Bishop Miller looked at each and every man and woman in the congregation. He looked up into the choir loft. He looked at John the Howler. He looked at Clyde the Foot. He looked at Bill and Katelynn. He looked at me. And, again, he repeated, “God saw
every
thing that he had made and, behold it was very good.”

A sigh breathed from the congregation.

Bishop Miller stepped back, took a handkerchief from his pants pocket and wiped his brow. He took a great deal of time replacing the handkerchief into his pants pocket before he turned, on a dime – sharper than John the Howler – “God made the earth and God made the seas and God made people,” and Bishop Miller looked again at Bill, “and God made dogs, God made all the creatures!” And then he stopped.

A chorus of
Amens!
rippled through the congregation.

“And God made the Angel of Death. And even the Angel of Death is good because God made him!”

The congregation was shocked into silence.

Bishop Miller looked about the congregation. He had our attention. He walked down the three steps from the altar and placed his right hand on Nick’s casket. “Nick Constantine is not in this box. The body of Nick Constantine is in there, but Nick, himself, is with God!”

“Amen!” the congregation roared.

“Nick Constantine is in his Eternal Home that Almighty God has prepared for him! And even the Angel of Death
that God Almighty created
had his part to play. O Death, where is thy sting? First Corinthians 15:55.” Bishop Miller turned and walked back up to the altar as the sound of turning Bible pages filled the still air of the First AME church.

“O, Death, where is thy sting?” Bishop Miller sadly shook his head at the folly of the Angel of Death. “Do you believe that this man is now with God?”

“Yes!” Howled the congregation.

Is he with God?

YES! Howled the congregation and I smashed a G7th on the piano.

Is he with God?

YES! Howled the congregation and I smashed a G7th+9
th
/B on the piano.

And then Clyde the Foot – beside himself with joy – went
whap!, whap! whap!
and then the bass picked it up. And I found myself playing a C7th and then an C# diminished and then a C with a D on the bottom and then the riff that I have to go into with faith because it never feels like it’s going to come out right because you have to accelerate through it, E minor, F, F# and then we had turned around just right and we were back to the G7th…

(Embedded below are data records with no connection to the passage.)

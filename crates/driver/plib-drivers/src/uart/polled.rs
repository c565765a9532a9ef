//! Blocking UART without interrupts.

use core::fmt;

use plib_core::error::DriverError;
use plib_core::pinfo;

use super::{SerialSetup, UartCon, UartError, UartIrq, UartRegisters, UartStat};

/// A UART polled from the foreground.
///
/// Every call busy-waits on the status register; no interrupt line is ever
/// enabled.
pub struct PolledUart<R> {
    regs: R,
}

impl<R: UartRegisters> PolledUart<R> {
    /// Creates the driver. Does not touch hardware.
    pub const fn new(regs: R) -> Self {
        Self { regs }
    }

    /// Returns the register accessor.
    pub fn registers(&self) -> &R {
        &self.regs
    }

    /// Programs 8N1 at the default baud rate and switches the UART on.
    pub fn initialize(&self) -> Result<(), DriverError> {
        self.regs
            .set_irq_enabled(UartIrq::RX | UartIrq::TX | UartIrq::ERROR, false);
        super::program_defaults(&self.regs)?;
        self.regs
            .modify_con(|con| con | UartCon::ON | UartCon::TXEN | UartCon::RXEN);
        pinfo!("uart: polled mode");
        Ok(())
    }

    /// Changes frame format and baud rate.
    pub fn serial_setup(&self, setup: &SerialSetup, src_clock_hz: u32) -> Result<(), DriverError> {
        super::apply_serial_setup(&self.regs, setup, src_clock_hz)
    }

    /// Sends `data`, waiting for FIFO room before each byte.
    pub fn write(&self, data: &[u8]) {
        for &byte in data {
            self.write_byte(byte);
        }
    }

    /// Sends one byte, waiting for FIFO room.
    pub fn write_byte(&self, byte: u8) {
        while !self.transmitter_is_ready() {
            core::hint::spin_loop();
        }
        self.regs.write_tx(byte);
    }

    /// Fills `buf` from the receive line.
    ///
    /// Faults left over from earlier traffic are discarded first. A fault
    /// flagged while reading stops the read and is returned; the bytes
    /// before it are in `buf`.
    pub fn read(&self, buf: &mut [u8]) -> Result<(), UartError> {
        super::clear_errors(&self.regs);

        for slot in buf.iter_mut() {
            let stat = loop {
                let stat = self.regs.stat();
                if !stat.contains(UartStat::RXBE) {
                    break stat;
                }
                core::hint::spin_loop();
            };

            let errors = UartError::from_status(stat);
            if !errors.is_empty() {
                return Err(errors);
            }
            *slot = self.regs.read_rx();
        }
        Ok(())
    }

    /// Pops one byte without waiting or checking for faults.
    pub fn read_byte(&self) -> u8 {
        self.regs.read_rx()
    }

    /// Returns `true` if a received byte is waiting.
    pub fn receiver_is_ready(&self) -> bool {
        !self.regs.stat().contains(UartStat::RXBE)
    }

    /// Returns `true` if the transmit FIFO has room.
    pub fn transmitter_is_ready(&self) -> bool {
        !self.regs.stat().contains(UartStat::TXBF)
    }

    /// Returns `true` once the last byte has left the shift register.
    pub fn transmit_complete(&self) -> bool {
        super::transmit_complete(&self.regs)
    }

    /// Returns the receive faults currently flagged and discards them
    /// together with the buffered bytes.
    pub fn take_error(&self) -> UartError {
        let errors = UartError::from_status(self.regs.stat());
        if !errors.is_empty() {
            super::clear_errors(&self.regs);
        }
        errors
    }

    /// Returns `true` while auto-baud detection is running.
    pub fn auto_baud_query(&self) -> bool {
        super::auto_baud_active(&self.regs)
    }

    /// Starts auto-baud detection. `false` is ignored.
    pub fn set_auto_baud(&self, enable: bool) {
        super::set_auto_baud(&self.regs, enable);
    }
}

impl<R: UartRegisters> fmt::Write for PolledUart<R> {
    fn write_str(&mut self, s: &str) -> fmt::Result {
        for byte in s.bytes() {
            if byte == b'\n' {
                self.write_byte(b'\r');
            }
            self.write_byte(byte);
        }
        Ok(())
    }
}

#[cfg(test)]
mod tests {
    use core::fmt::Write as _;

    use super::*;
    use crate::testing::uart::{MockUart, RX_FIFO_DEPTH};

    fn uart() -> PolledUart<MockUart> {
        let uart = PolledUart::new(MockUart::new());
        uart.initialize().unwrap();
        uart
    }

    #[test]
    fn initialize_switches_on_without_interrupts() {
        let uart = uart();
        let con = uart.registers().con();
        assert!(con.contains(UartCon::ON | UartCon::TXEN | UartCon::RXEN));
        assert!(!uart.registers().is_enabled(UartIrq::RX));
        assert!(!uart.registers().is_enabled(UartIrq::TX));
        assert!(!uart.registers().is_enabled(UartIrq::ERROR));
    }

    #[test]
    fn read_fills_buffer() {
        let uart = uart();
        uart.registers().receive(b"hey!");
        assert!(uart.receiver_is_ready());

        let mut buf = [0u8; 3];
        assert_eq!(uart.read(&mut buf), Ok(()));
        assert_eq!(&buf, b"hey");
        assert_eq!(uart.read_byte(), b'!');
        assert!(!uart.receiver_is_ready());
    }

    #[test]
    fn write_reports_fifo_space() {
        let uart = uart();
        uart.write(&[1, 2, 3]);
        assert!(uart.transmitter_is_ready());
        assert!(!uart.transmit_complete());

        uart.write_byte(4);
        assert!(!uart.transmitter_is_ready());

        uart.registers().shift_out();
        assert!(uart.transmit_complete());
        assert_eq!(uart.registers().wire(), vec![1, 2, 3, 4]);
    }

    #[test]
    fn fmt_write_translates_newlines() {
        let mut uart = uart();
        uart.write_str("a\n").unwrap();
        uart.registers().shift_out();
        assert_eq!(uart.registers().wire(), b"a\r\n".to_vec());
    }

    #[test]
    fn take_error_reports_and_clears_overflow() {
        let uart = uart();
        let burst = [0x42u8; RX_FIFO_DEPTH + 1];
        uart.registers().receive(&burst);

        assert_eq!(uart.take_error(), UartError::OVERRUN);
        assert!(!uart.receiver_is_ready());
        assert!(uart.take_error().is_empty());
    }

    #[test]
    fn take_error_without_fault_keeps_data() {
        let uart = uart();
        uart.registers().receive(&[5]);
        assert!(uart.take_error().is_empty());
        assert_eq!(uart.read_byte(), 5);
    }
}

Clyde was playing in 2/4 – straight 2 over 4 – and the bass was driving and then John the Howler began to sing, “Some glad morning when this life is over… I’ll fly away. I’ll fly away, O Glory, I’ll fly way. When I die, hallelujah, by and by, I’ll fly away.”

And all was bliss.

And then…

And then the six big Black men got up from their seats and walked back down front and took Nick in his casket out of the church and we all followed out and got back in our cars and followed the hearse to the cemetery.

We buried Nick just a few rows over from where Bix Beiderbecke, the legendary coronet player, forsaken by River City in life but embraced and celebrated in death, was buried. And Bill howled like his soul had been ripped out of his big chest. Don’t ever say that dogs are dumb and they don’t know what’s going on around them because they know. They know more than we will ever know. Bill just lay back on his hind legs and he howled and it just tore everything that I ever gave a damn about straight out of my body.

 

 

CHAPTER 3.6

 

It was when Kate, Bill and I had got back from the cemetery that Kate brought up what she had started to tell me the day before when Bishop Miller had called. “Jake, about Nick’s files,” she began.

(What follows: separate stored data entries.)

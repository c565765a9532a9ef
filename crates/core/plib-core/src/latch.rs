//! Read-clears error latch.
//!
//! Peripheral fault bits are cleared by hardware at awkward times (or must be
//! acknowledged before reception can continue), so the interrupt handler
//! copies them into an [`ErrorLatch`] and the application picks them up
//! later with [`ErrorLatch::take`], which also resets the latch.
//!
//! The latch holds a single value. A second fault latched before `take`
//! replaces the first; a multi-bit status snapshot is kept whole.

use core::marker::PhantomData;
use core::sync::atomic::{AtomicU32, Ordering};

use bitflags::Flags;

/// Single-slot latch for a `bitflags` fault set.
///
/// The empty set means "no error".
pub struct ErrorLatch<F> {
    bits: AtomicU32,
    _flags: PhantomData<fn() -> F>,
}

impl<F: Flags<Bits = u32>> Default for ErrorLatch<F> {
    fn default() -> Self {
        Self::new()
    }
}

impl<F: Flags<Bits = u32>> ErrorLatch<F> {
    /// Creates a latch holding no error.
    #[must_use]
    pub const fn new() -> Self {
        Self {
            bits: AtomicU32::new(0),
            _flags: PhantomData,
        }
    }

    /// Replaces the latched value with `errors`.
    pub fn latch(&self, errors: F) {
        self.bits.store(errors.bits(), Ordering::Release);
    }

    /// Returns the latched value and resets the latch to "no error".
    pub fn take(&self) -> F {
        F::from_bits_retain(self.bits.swap(0, Ordering::AcqRel))
    }

    /// Returns the latched value without clearing it.
    #[must_use]
    pub fn peek(&self) -> F {
        F::from_bits_retain(self.bits.load(Ordering::Acquire))
    }

    /// Resets the latch to "no error".
    pub fn clear(&self) {
        self.bits.store(0, Ordering::Release);
    }
}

“Kate I looked at them, they’re fine, they work, they read the database just fine,” I brushed her off.

“Jake, I know they work; that’s not the problem,” Kate answered, “It’s the time stamp on the file.”

 

“What’s the time stamp?” the Authoritarian Man asked.

“It’s the time a file was created, or in this case, copied on to a server,” I answered.

A light seemed to go off behind the Authoritarian Man’s eyes. Maybe he knew where this was going.

“Nick’s files were copied to my server at 2:17 AM,” I told the Authoritarian Man who was already furiously turning pages in Nick’s folder.

“But the time of Nick’s death was placed at 2:30 AM by the police.”

Exactly.

“So he sent you the file and then hung himself,” the Authoritarian Man answered his own question. “You said Nick was efficient to the end; those were your exact words.”

“Yes, I said Nick was efficient, but Nick used our WiFi network to send his files. It’s the only external way into our network. Do you remember the effective radius of our WiFi network?” I asked and wondered to myself
surely there had to be some minimum intelligence test to be an Authoritarian Man; some simple logic puzzles or something
. Guess not.

It was beginning to dawn on the Authoritarian Man but not so fast that he could put it all together so I answered the question for him, “It’s maybe a hundred yards. So Nick was within a hundred yards, tops, of my house at 2:17 AM. Not even fifteen minutes later he’s dead on the other side of town. That’s impossible.”

The Authoritarian Man’s jaw fell open like a drawbridge.

And that’s how I know that Nick was murdered.

 

“And that’s how I know Nick was murdered,” Kate finished telling me and it was obvious that she was right.

What was within a 100 yards of our house?

The answer was also obvious: Mount Mary College. Nick was murdered somewhere on campus and then his body was taken to his apartment and strung up on the ceiling fan.

 


 

Kate and Bill and I went out to the back porch and took a look at the campus. The sun was setting behind Morton Hall and shafts of golden light filtered through the leaves of Pudgy’s oak tree. “Wanna try snooping around in a couple of hours?” Katelynn asked.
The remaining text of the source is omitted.